Over the last 10 years, approximately 19,000 people arrested in Memphis possessed a firearm when charged. About thirty percent of those arrested had been previously convicted. The scope of the problem has increased due to a rise in drug trafficking and gang activity. The proliferation of crimes involving firearms pointed to the need for a “more effective hammer” to deter felons from going armed Norris said.
Following is a brief summary of the new laws:
• Felons with Firearms — The new law increases penalties for illegal possession of a firearm by a convicted felon from a Class E felony to a Class C felony, which is punishable by a 3 to 15-year sentence and up to $10,000 in fines if the crime involved the use of force, violence or a deadly weapon. The punishment is a Class D felony, under the new law, for felons whose conviction involve a drug offense.

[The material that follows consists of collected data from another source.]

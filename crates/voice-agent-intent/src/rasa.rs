//! RASA HTTP intent engine (`POST /model/parse`).

use std::sync::{Mutex, PoisonError};
use std::time::Duration;

use serde_json::{Value, json};
use tracing::debug;

use voice_agent_core::config::RasaConfig;
use voice_agent_core::types::{Intent, Slot};

use crate::error::NluError;
use crate::nlu::IntentEngine;

pub struct RasaEngine {
    base_url: String,
    timeout: Duration,
    min_confidence: f64,
    client: Mutex<Option<reqwest::blocking::Client>>,
}

impl RasaEngine {
    pub fn new(base_url: impl Into<String>) -> Self {
        Self {
            base_url: base_url.into(),
            timeout: Duration::from_secs(5),
            min_confidence: 0.0,
            client: Mutex::new(None),
        }
    }

    pub fn from_config(config: &RasaConfig) -> Self {
        let mut engine = Self::new(config.url.clone());
        if let Some(secs) = config.timeout_secs {
            engine.timeout = Duration::from_secs(secs);
        }
        if let Some(c) = config.min_confidence {
            engine.min_confidence = c;
        }
        engine
    }

    /// Blocking client, built on first use from the calling (blocking) thread.
    fn client(&self) -> Result<reqwest::blocking::Client, NluError> {
        let mut guard = self.client.lock().unwrap_or_else(PoisonError::into_inner);
        if let Some(client) = guard.as_ref() {
            return Ok(client.clone());
        }
        let client = reqwest::blocking::Client::builder()
            .timeout(self.timeout)
            .build()
            .map_err(|e| NluError::Service(e.to_string()))?;
        *guard = Some(client.clone());
        Ok(client)
    }
}

impl IntentEngine for RasaEngine {
    fn name(&self) -> &str {
        "rasa"
    }

    fn extract(&self, text: &str) -> Result<Value, NluError> {
        let url = format!("{}/model/parse", self.base_url.trim_end_matches('/'));
        debug!(url = %url, "rasa parse");
        let resp = self
            .client()?
            .post(&url)
            .json(&json!({ "text": text }))
            .send()
            .map_err(|e| NluError::Service(e.to_string()))?;
        if !resp.status().is_success() {
            let status = resp.status();
            let body = resp.text().unwrap_or_default();
            return Err(NluError::Service(format!("rasa error {status}: {body}")));
        }
        resp.json::<Value>()
            .map_err(|e| NluError::Service(e.to_string()))
    }

    fn process(&self, raw: &Value) -> Option<Intent> {
        let name = raw["intent"]["name"].as_str().filter(|n| !n.is_empty())?;
        let confidence = raw["intent"]["confidence"].as_f64().unwrap_or(1.0);
        if confidence < self.min_confidence {
            debug!(intent = name, confidence, "intent below confidence threshold");
            return None;
        }
        let slots = raw["entities"]
            .as_array()
            .map(|entities| {
                entities
                    .iter()
                    .filter_map(|e| {
                        let value = match &e["value"] {
                            Value::String(s) => s.clone(),
                            Value::Null => return None,
                            other => other.to_string(),
                        };
                        Some(Slot::new(e["entity"].as_str()?, value))
                    })
                    .collect()
            })
            .unwrap_or_default();
        Some(Intent::new(name, slots))
    }
}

• Enhancing Penalties for Gang Violence – The new law bumps up penalties by one classification in Tennessee if “a crime of force or violence is committed while acting in concert with two or more other persons.” The measure addresses certain types of serious crimes not covered by the state’s current “Crooks with Guns” law, including aggravated assault, robbery, or aggravated burglary, if the crime is committed in concert with two or more persons.
• Repeat Domestic Violence Offender Law – The new law provides at least 30 days in jail and a fine ranging from $350 to $3,500 for those convicted of a second offense for domestic violence when bodily injury occurs. Upon a third or a subsequent conviction, the mandatory jail time would increase to 90 days and a fine ranging from $1,000 to $5,000. In counting prior convictions, the new law provides for a ten-year look back provision for domestic violence due to serious bodily injury similar to the one used in the state’s drunk driving law.
“Tennessee is ranked second in the nation in domestic violence and is fifth in the number of women murdered by men as a result of domestic violence,” added Senator Norris. “We must turn the tide on domestic violence in Tennessee. This new law represents a large step forward in that effort.”
Norris said all three of the new laws were part of a package of public safety bills included in Governor Bill Haslam’s legislative agenda. The bills were recommended by a Public Safety Subcabinet Working Group headed by Department of Safety and Homeland Security Commissioner Bill Gibbons, which was composed of more than 10 government agencies. The group held meetings with over 300 leaders in law enforcement, substance abuse, and corrections. They developed 11 objectives and 40 action steps in their multi-year safety action plan with the goal of significantly reducing drug abuse and drug trafficking; curbing violent crime; and, lowering the rate of repeat offenders in Tennessee.